BUG: unable to handle kernel paging request at 0000000000001a82
IP: [<ffffffffa024d0f2>] nilfs_end_page_io+0x12/0xd0 [nilfs2]

Usually, for every segment we collect dirty files in list. Then, dirty blocks
are gathered for every dirty file, prepared for write and submitted by means of
nilfs_segbuf_submit_bh() call. Finally, it takes place complete write phase
after calling nilfs_end_bio_write() on the block layer. Buffers/pages
are marked as not dirty on final phase and processed files removed from the
list of dirty files.

It is possible to see that we had three prepare_write and submit_bio phases
before segbuf_wait and complete_write phase. Moreover, segments compete
between each other for dirty blocks because on every iteration of segments
processing dirty buffer_heads are added in several lists of payload_buffers:

[SEGMENT 6784]: bh->b_assoc_buffers.next ffff880218a0d5f8, bh->b_assoc_buffers.prev ffff880218bcdf50
[SEGMENT 6785]: bh->b_assoc_buffers.next ffff880218a0d5f8, bh->b_assoc_buffers.prev ffff880222cc7ee8

The next pointer is the same but prev pointer has changed. It means that
buffer_head has next pointer from one list but prev pointer from another.
Such modification can be made several times. And, finally,
it can be resulted in various issues: (1) segctor hanging, (2) segctor
crashing, (3) file system metadata corruption.

FIX:
This patch adds:
(1) setting of BH_Async_Write flag in nilfs_segctor_prepare_write()
for every proccessed dirty block;
(2) checking of BH_Async_Write flag in nilfs_lookup_dirty_data_buffers() and
nilfs_lookup_dirty_node_buffers();
(3) clearing of BH_Async_Write flag in nilfs_segctor_complete_write(),
nilfs_abort_logs(), nilfs_forget_buffer(), nilfs_clear_dirty_page().

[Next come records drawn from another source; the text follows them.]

//! 配置文件服务
//!
//! 负责配置的读取、保存和管理

use crate::models::AppSettings;
use crate::utils::error::AppError;
use std::fs;
use std::path::PathBuf;

/// 默认配置文件路径
pub const DEFAULT_CONFIG_PATH: &str = "./config.json";

/// 设置管理器
pub struct SettingsManager {
    settings_path: PathBuf,
}

impl SettingsManager {
    /// 从指定路径创建设置管理器
    pub fn from_path(settings_path: impl Into<PathBuf>) -> Self {
        Self {
            settings_path: settings_path.into(),
        }
    }

    /// 加载设置，文件不存在时返回默认设置
    pub fn load(&self) -> Result<AppSettings, AppError> {
        if !self.settings_path.exists() {
            tracing::info!("配置文件 {:?} 不存在，使用默认配置", self.settings_path);
            return Ok(AppSettings::default());
        }

        let content = fs::read_to_string(&self.settings_path)
            .map_err(|e| AppError::Config(format!("无法读取配置文件: {}", e)))?;

        let settings: AppSettings = serde_json::from_str(&content)
            .map_err(|e| AppError::Config(format!("配置文件格式错误: {}", e)))?;

        tracing::info!("成功加载配置: {:?}", self.settings_path);
        Ok(settings)
    }

    /// 保存设置
    pub fn save(&self, settings: &AppSettings) -> Result<(), AppError> {
        if let Some(parent) = self.settings_path.parent() {
            if !parent.as_os_str().is_empty() {
                fs::create_dir_all(parent)
                    .map_err(|e| AppError::Config(format!("无法创建配置目录: {}", e)))?;
            }
        }

        let content = serde_json::to_string_pretty(settings)
            .map_err(|e| AppError::Config(format!("无法序列化配置: {}", e)))?;

        fs::write(&self.settings_path, content)
            .map_err(|e| AppError::Config(format!("无法保存配置文件: {}", e)))?;

        tracing::info!("成功保存配置: {:?}", self.settings_path);
        Ok(())
    }

    /// 重置为默认设置
    pub fn reset(&self) -> Result<AppSettings, AppError> {
        let default_settings = AppSettings::default();
        self.save(&default_settings)?;
        Ok(default_settings)
    }

    /// 获取配置文件路径
    pub fn path(&self) -> &PathBuf {
        &self.settings_path
    }
}

impl Default for SettingsManager {
    fn default() -> Self {
        Self::from_path(DEFAULT_CONFIG_PATH)
    }
}

#[cfg(test)]
mod tests {
    use super::*;
    use crate::models::settings::DEFAULT_MAX_FILE_SIZE;
    use tempfile::TempDir;

    #[test]
    fn test_default_settings() {
        let settings = AppSettings::default();
        assert_eq!(settings.server.port, 8080);
        assert_eq!(settings.server.max_file_size, DEFAULT_MAX_FILE_SIZE);
        assert_eq!(settings.logging.level, "info");
        assert!(settings.server.public_base_url.is_none());
    }

    #[test]
    fn test_partial_file_uses_defaults() {
        let tmp = TempDir::new().unwrap();
        let path = tmp.path().join("config.json");
        fs::write(&path, r#"{"server":{"port":9000}}"#).unwrap();

        let settings = SettingsManager::from_path(&path).load().unwrap();
        assert_eq!(settings.server.port, 9000);
        assert_eq!(settings.server.host, "0.0.0.0");
        assert_eq!(settings.database, AppSettings::default().database);
    }

    #[test]
    fn test_malformed_file_is_config_error() {
        let tmp = TempDir::new().unwrap();
        let path = tmp.path().join("config.json");
        fs::write(&path, "{ not json").unwrap();

        assert!(matches!(
            SettingsManager::from_path(&path).load(),
            Err(AppError::Config(_))
        ));
    }

    #[test]
    fn test_settings_manager_roundtrip() {
        let tmp = TempDir::new().unwrap();
        let manager = SettingsManager::from_path(tmp.path().join("conf").join("config.json"));

        let settings = manager.load().unwrap();
        assert_eq!(settings, AppSettings::default());

        let mut changed = settings.clone();
        changed.server.public_base_url = Some("https://img.example.com".into());
        manager.save(&changed).unwrap();
        assert_eq!(manager.load().unwrap(), changed);

        assert_eq!(manager.reset().unwrap(), AppSettings::default());
    }
}
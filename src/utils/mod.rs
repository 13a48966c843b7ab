//! HTTP 层工具模块

pub mod error;
pub mod response;

pub use error::{ApiError, ApiResult, AppError, AppResult};
pub use response::{message_only, success, success_with_message, ApiResponse};
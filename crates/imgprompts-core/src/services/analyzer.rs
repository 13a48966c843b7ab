//! 提示词智能分析
//!
//! [`PromptAnalyzer`] 是接入真实模型的接口；当前只有 [`MockAnalyzer`]，
//! 根据提示词中的关键词给出固定格式的建议。

use base64::Engine;
use regex::{Regex, RegexBuilder};

use crate::models::{AnalysisInput, AnalysisSuggestion};
use crate::utils::error::{AppError, AppResult};

/// 所有分析结果都带的基础标签
pub const BASE_TAG: &str = "AI生成";

const DEFAULT_NEGATIVE_PROMPT: &str =
    "ugly, blurry, low quality, pixelated, noise, distorted, watermark, text, bad anatomy";
const DEFAULT_STYLE: &str = "写实风格，细节丰富";
const DEFAULT_SCENARIO: &str = "适用于创意设计、社交媒体配图、概念展示";
const DEFAULT_ATMOSPHERE: &str = "自然、和谐的整体氛围";
const DEFAULT_INTENT: &str = "表现画面主体的特征与情绪";

/// 图片数据编码为 base64
pub fn encode_image(data: &[u8]) -> String {
    base64::engine::general_purpose::STANDARD.encode(data)
}

/// 提示词分析器
pub trait PromptAnalyzer: Send + Sync {
    /// 分析提示词和图片，返回元数据建议
    fn analyze(&self, input: &AnalysisInput) -> AppResult<AnalysisSuggestion>;
}

/// 关键词规则：命中后追加标签，并可覆盖风格描述
struct KeywordRule {
    subject: &'static str,
    pattern: Regex,
    tag: &'static str,
    style: Option<&'static str>,
}

const RULES: &[(&str, &str, &str, Option<&str>)] = &[
    ("人像", r"\b(portrait|person|woman|man|girl|boy)s?\b|人像|肖像|人物", "人物", Some("人像摄影风格，柔和布光")),
    ("风景", r"landscape|mountain|sunset|sunrise|ocean|forest|风景|山|日落|海", "风景", Some("风景摄影风格，广角构图")),
    ("动物", r"\b(cat|dog|bird|animal)s?\b|动物|猫|狗|鸟", "动物", None),
    ("动漫", r"anime|manga|cartoon|动漫|二次元|卡通", "动漫", Some("日系动漫风格，线条清晰")),
    ("科幻", r"cyberpunk|sci-?fi|futuristic|neon|赛博|科幻|未来", "科幻", Some("赛博朋克风格，霓虹灯光效果")),
    ("复古", r"vintage|retro|film grain|复古|胶片", "复古", None),
    ("建筑", r"architecture|building|city|skyline|建筑|城市", "建筑", None),
];

/// 模拟分析器
pub struct MockAnalyzer {
    rules: Vec<KeywordRule>,
}

impl Default for MockAnalyzer {
    fn default() -> Self {
        Self::new()
    }
}

impl MockAnalyzer {
    pub fn new() -> Self {
        let rules = RULES
            .iter()
            .filter_map(|&(subject, pattern, tag, style)| {
                match RegexBuilder::new(pattern).case_insensitive(true).build() {
                    Ok(pattern) => Some(KeywordRule {
                        subject,
                        pattern,
                        tag,
                        style,
                    }),
                    Err(e) => {
                        tracing::warn!("关键词规则 {} 无效: {}", subject, e);
                        None
                    }
                }
            })
            .collect();

        Self { rules }
    }
}

impl PromptAnalyzer for MockAnalyzer {
    fn analyze(&self, input: &AnalysisInput) -> AppResult<AnalysisSuggestion> {
        let prompt_text = input.prompt_text.trim();
        if prompt_text.is_empty() {
            return Err(AppError::Validation("请提供提示词文本".to_string()));
        }
        if input.output_image.is_empty() {
            return Err(AppError::Validation("请提供输出图片".to_string()));
        }

        let model_name = input.model_name.trim();
        let haystack = format!("{} {}", prompt_text, model_name);

        let mut tag_names = vec![BASE_TAG.to_string()];
        let mut subjects = Vec::new();
        let mut style = DEFAULT_STYLE;

        for rule in &self.rules {
            if rule.pattern.is_match(&haystack) {
                subjects.push(rule.subject);
                tag_names.push(rule.tag.to_string());
                if let Some(s) = rule.style {
                    style = s;
                }
            }
        }

        if !model_name.is_empty() {
            tag_names.push(model_name.to_string());
        }

        let mut seen = std::collections::HashSet::new();
        tag_names.retain(|t| seen.insert(t.clone()));

        let subject = if subjects.is_empty() {
            "未识别".to_string()
        } else {
            subjects.join("、")
        };
        let structure = serde_json::json!({
            "主体": subject,
            "风格": style,
            "模型": model_name,
            "参考图数量": input.input_images.len(),
            "提示词长度": prompt_text.chars().count(),
        });

        tracing::debug!("模拟分析完成，标签 {:?}", tag_names);

        Ok(AnalysisSuggestion {
            negative_prompt: DEFAULT_NEGATIVE_PROMPT.to_string(),
            style_description: style.to_string(),
            usage_scenario: DEFAULT_SCENARIO.to_string(),
            atmosphere_description: DEFAULT_ATMOSPHERE.to_string(),
            expressive_intent: DEFAULT_INTENT.to_string(),
            structure_analysis: serde_json::to_string(&structure)?,
            tag_names,
        })
    }
}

Reported-by: Jerome Poulin <jeromepoulin@xxxxxxxxx>
Reported-by: Anton Eliasson <devel@xxxxxxxxxxxxxxxx>
CC: Paul Fertser <fercerpav@xxxxxxxxx>
CC: ARAI Shun-ichi <hermes@xxxxxxxxxxxxxxx>
CC: Piotr Szymaniak <szarpaj@xxxxxxxxxxx>
CC: Juan Barry Manuel Canham <Linux@xxxxxxxxxxxxxxxxxxx>
CC: Zahid Chowdhury <zahid.chowdhury@xxxxxxxxxxxxxxxxx>
CC: Elmer Zhang <freeboy6716@xxxxxxxxx>
CC: Kenneth Langga <klangga@xxxxxxxxx>
Signed-off-by: Vyacheslav Dubeyko <slava@xxxxxxxxxxx>
CC: Ryusuke Konishi <konishi.ryusuke@xxxxxxxxxxxxx>
---
 fs/nilfs2/page.c    |    2 ++
 fs/nilfs2/segment.c |   11 +++++++++--
 2 files changed, 11 insertions(+), 2 deletions(-)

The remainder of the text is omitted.